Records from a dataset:

Start of Block

use std::time::{Duration, Instant};

use serde::{Deserialize, Serialize};
use tracing::debug;

use crate::buffer::EditorBuffer;
use crate::Document;

pub const MIN_CHUNK_SIZE: usize = 1;
pub const MAX_CHUNK_SIZE: usize = 100;
pub const DEFAULT_CHUNK_SIZE: usize = 5;

#[derive(Debug, Clone, Copy, PartialEq, Eq, Hash, Serialize, Deserialize, Default)]
#[serde(rename_all = "lowercase")]
pub enum RevealState {
    #[default]
    Idle,
    Reading,
    Paused,
    Stopped,
}

#[derive(Debug, Clone, Copy, PartialEq, Eq, Hash)]
pub enum Modifier {
    Shift,
    Control,
    Alt,
    Meta,
}

/// Platform-independent key as seen by the reveal engine.
#[derive(Debug, Clone, Copy, PartialEq, Eq, Hash)]
pub enum Key {
    Char(char),
    Enter,
    Backspace,
    Tab,
    Escape,
    Left,
    Right,
    Up,
    Down,
    Home,
    End,
    PageUp,
    PageDown,
    Insert,
    Delete,
    CapsLock,
    F(u8),
    /// A modifier pressed on its own.
    Modifier(Modifier),
}

impl Key {
    /// Keys that never reveal content.
    pub fn is_functional(&self) -> bool {
        !matches!(self, Key::Char(_) | Key::Enter | Key::Backspace)
    }
}

#[derive(Debug, Clone, Copy, PartialEq, Eq, Serialize, Deserialize, Default)]
#[serde(rename_all = "lowercase")]
pub enum OutputMode {
    #[default]
    Normal,
    Fast,
    Custom,
}

impl OutputMode {
    /// Fixed chunk size for the preset modes; `Custom` keeps whatever is set.
    pub fn chunk_size(self) -> Option<usize> {
        match self {
            OutputMode::Normal => Some(DEFAULT_CHUNK_SIZE),
            OutputMode::Fast => Some(10),
            OutputMode::Custom => None,
        }
    }
}

#[derive(Debug, Clone, Copy, PartialEq, Eq)]
pub enum IgnoreReason {
    NotReading,
    Composing,
    FunctionalKey,
    NothingToRetract,
}

#[derive(Debug, Clone, PartialEq, Eq)]
pub enum KeystrokeOutcome {
    Ignored(IgnoreReason),
    Revealed {
        text: String,
        position: usize,
        /// The document ran out; the engine is now `Stopped`.
        completed: bool,
    },
    Retracted {
        position: usize,
    },
}

impl KeystrokeOutcome {
    pub fn revealed(&self) -> Option<&str> {
        match self {
            KeystrokeOutcome::Revealed { text, .. } => Some(text),
            _ => None,
        }
    }

    pub fn moved(&self) -> bool {
        !matches!(self, KeystrokeOutcome::Ignored(_))
    }

    pub fn completed(&self) -> bool {
        matches!(self, KeystrokeOutcome::Revealed { completed: true, .. })
    }
}

#[derive(Debug, Clone, Default, PartialEq, Eq)]
pub struct ReadingStatistics {
    pub revealed_chars: usize,
    pub started_at: Option<Instant>,
}

impl ReadingStatistics {
    pub fn duration(&self, now: Instant) -> Duration {
        self.started_at
            .map(|started| now.saturating_duration_since(started))
            .unwrap_or_default()
    }

    /// Average characters revealed per minute since the session started.
    pub fn chars_per_minute(&self, now: Instant) -> u64 {
        let seconds = self.duration(now).as_secs();
        if seconds == 0 {
            return 0;
        }
        (self.revealed_chars as u64 * 60) / seconds
    }
}

#[derive(Debug, Clone)]
pub struct RevealEngine {
    document: Option<Document>,
    position: usize,
    state: RevealState,
    chunk_size: usize,
    output_mode: OutputMode,
    composing: bool,
    statistics: ReadingStatistics,
}

impl Default for RevealEngine {
    fn default() -> Self {
        Self::new(DEFAULT_CHUNK_SIZE)
    }
}

impl RevealEngine {
    pub fn new(chunk_size: usize) -> Self {
        Self {
            document: None,
            position: 0,
            state: RevealState::Idle,
            chunk_size: chunk_size.clamp(MIN_CHUNK_SIZE, MAX_CHUNK_SIZE),
            output_mode: OutputMode::Normal,
            composing: false,
            statistics: ReadingStatistics::default(),
        }
    }

    /// Arms the engine with a new document at position 0.
    pub fn load(&mut self, document: Document) {
        self.document = Some(document);
        self.position = 0;
        self.state = RevealState::Idle;
        self.composing = false;
        self.statistics = ReadingStatistics::default();
    }

    pub fn unload(&mut self) {
        self.document = None;
        self.position = 0;
        self.state = RevealState::Idle;
        self.composing = false;
        self.statistics = ReadingStatistics::default();
    }

    pub fn document(&self) -> Option<&Document> {
        self.document.as_ref()
    }

    pub fn position(&self) -> usize {
        self.position
    }

    pub fn total_length(&self) -> usize {
        self.document.as_ref().map_or(0, Document::total_length)
    }

    pub fn remaining(&self) -> usize {
        self.total_length() - self.position
    }

    pub fn state(&self) -> RevealState {
        self.state
    }

    pub fn is_reading(&self) -> bool {
        self.state == RevealState::Reading
    }

    pub fn chunk_size(&self) -> usize {
        self.chunk_size
    }

    pub fn output_mode(&self) -> OutputMode {
        self.output_mode
    }

    pub fn is_composing(&self) -> bool {
        self.composing
    }

    pub fn statistics(&self) -> &ReadingStatistics {
        &self.statistics
    }

    pub fn set_composing(&mut self, composing: bool) {
        self.composing = composing;
    }

    /// Accepts sizes in `1..=100`; anything else is ignored.
    pub fn set_chunk_size(&mut self, size: usize) -> bool {
        if !(MIN_CHUNK_SIZE..=MAX_CHUNK_SIZE).contains(&size) {
            return false;
        }
        self.chunk_size = size;
        true
    }

    pub fn set_output_mode(&mut self, mode: OutputMode) {
        self.output_mode = mode;
        if let Some(size) = mode.chunk_size() {
            self.chunk_size = size;
        }
    }

    /// `idle|stopped → reading`. No-op without a document or with nothing
    /// left to reveal.
    pub fn start(&mut self) -> bool {
        if !matches!(self.state, RevealState::Idle | RevealState::Stopped) {
            return false;
        }
        if self.document.is_none() || self.remaining() == 0 {
            return false;
        }
        self.state = RevealState::Reading;
        if self.statistics.started_at.is_none() {
            self.statistics.started_at = Some(Instant::now());
        }
        true
    }

    pub fn pause(&mut self) -> bool {
        if self.state != RevealState::Reading {
            return false;
        }
        self.state = RevealState::Paused;
        true
    }

    pub fn resume(&mut self) -> bool {
        if self.state != RevealState::Paused {
            return false;
        }
        self.state = RevealState::Reading;
        true
    }

    pub fn stop(&mut self) -> bool {
        if !matches!(self.state, RevealState::Reading | RevealState::Paused) {
            return false;
        }
        self.state = RevealState::Stopped;
        self.composing = false;
        true
    }

    /// `stopped → idle`, clearing statistics. The position is kept.
    pub fn reset(&mut self) -> bool {
        if self.state != RevealState::Stopped {
            return false;
        }
        self.state = RevealState::Idle;
        self.composing = false;
        self.statistics = ReadingStatistics::default();
        true
    }

    /// Privileged repositioning that bypasses the reveal path. Returns the
    /// clamped position.
    pub fn seek(&mut self, position: usize) -> usize {
        self.position = position.min(self.total_length());
        self.position
    }

    pub fn on_keystroke(&mut self, key: Key, buffer: &mut dyn EditorBuffer) -> KeystrokeOutcome {
        if self.state != RevealState::Reading {
            return KeystrokeOutcome::Ignored(IgnoreReason::NotReading);
        }
        if self.composing {
            return KeystrokeOutcome::Ignored(IgnoreReason::Composing);
        }
        match key {
            Key::Backspace => self.retract(buffer),
            key if key.is_functional() => KeystrokeOutcome::Ignored(IgnoreReason::FunctionalKey),
            _ => self.reveal(self.chunk_size, buffer),
        }
    }

    /// Appends up to `count` characters starting at the current position.
    pub fn reveal(&mut self, count: usize, buffer: &mut dyn EditorBuffer) -> KeystrokeOutcome {
        if self.state != RevealState::Reading {
            return KeystrokeOutcome::Ignored(IgnoreReason::NotReading);
        }
        let Some(document) = self.document.as_ref() else {
            return KeystrokeOutcome::Ignored(IgnoreReason::NotReading);
        };
        let end = document.clamp(self.position.saturating_add(count));
        let text = document.slice(self.position, end).to_string();
        buffer.append(&text);
        buffer.force_cursor_to_end();

        self.statistics.revealed_chars += end - self.position;
        self.position = end;

        let completed = self.position == document.total_length();
        if completed {
            debug!(position = self.position, "document exhausted");
            self.state = RevealState::Stopped;
            self.composing = false;
        }

        KeystrokeOutcome::Revealed {
            text,
            position: self.position,
            completed,
        }
    }

    /// One character back, regardless of chunk size.
    fn retract(&mut self, buffer: &mut dyn EditorBuffer) -> KeystrokeOutcome {
        if self.position == 0 {
            return KeystrokeOutcome::Ignored(IgnoreReason::NothingToRetract);
        }
        buffer.pop_char();
        buffer.force_cursor_to_end();
        self.position -= 1;
        KeystrokeOutcome::Retracted {
            position: self.position,
        }
    }
}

End of Block

→ Aim of the exercise
Your reply must contain exactly the lines from the first line of the data through the line holding "pub fn moved(&self)", and nothing more.

→ Your solution
use std::time::{Duration, Instant};

use serde::{Deserialize, Serialize};
use tracing::debug;

use crate::buffer::EditorBuffer;
use crate::Document;

pub const MIN_CHUNK_SIZE: usize = 1;
pub const MAX_CHUNK_SIZE: usize = 100;
pub const DEFAULT_CHUNK_SIZE: usize = 5;

#[derive(Debug, Clone, Copy, PartialEq, Eq, Hash, Serialize, Deserialize, Default)]
#[serde(rename_all = "lowercase")]
pub enum RevealState {
    #[default]
    Idle,
    Reading,
    Paused,
    Stopped,
}

#[derive(Debug, Clone, Copy, PartialEq, Eq, Hash)]
pub enum Modifier {
    Shift,
    Control,
    Alt,
    Meta,
}

/// Platform-independent key as seen by the reveal engine.
#[derive(Debug, Clone, Copy, PartialEq, Eq, Hash)]
pub enum Key {
    Char(char),
    Enter,
    Backspace,
    Tab,
    Escape,
    Left,
    Right,
    Up,
    Down,
    Home,
    End,
    PageUp,
    PageDown,
    Insert,
    Delete,
    CapsLock,
    F(u8),
    /// A modifier pressed on its own.
    Modifier(Modifier),
}

impl Key {
    /// Keys that never reveal content.
    pub fn is_functional(&self) -> bool {
        !matches!(self, Key::Char(_) | Key::Enter | Key::Backspace)
    }
}

#[derive(Debug, Clone, Copy, PartialEq, Eq, Serialize, Deserialize, Default)]
#[serde(rename_all = "lowercase")]
pub enum OutputMode {
    #[default]
    Normal,
    Fast,
    Custom,
}

impl OutputMode {
    /// Fixed chunk size for the preset modes; `Custom` keeps whatever is set.
    pub fn chunk_size(self) -> Option<usize> {
        match self {
            OutputMode::Normal => Some(DEFAULT_CHUNK_SIZE),
            OutputMode::Fast => Some(10),
            OutputMode::Custom => None,
        }
    }
}

#[derive(Debug, Clone, Copy, PartialEq, Eq)]
pub enum IgnoreReason {
    NotReading,
    Composing,
    FunctionalKey,
    NothingToRetract,
}

#[derive(Debug, Clone, PartialEq, Eq)]
pub enum KeystrokeOutcome {
    Ignored(IgnoreReason),
    Revealed {
        text: String,
        position: usize,
        /// The document ran out; the engine is now `Stopped`.
        completed: bool,
    },
    Retracted {
        position: usize,
    },
}

impl KeystrokeOutcome {
    pub fn revealed(&self) -> Option<&str> {
        match self {
            KeystrokeOutcome::Revealed { text, .. } => Some(text),
            _ => None,
        }
    }

    pub fn moved(&self) -> bool {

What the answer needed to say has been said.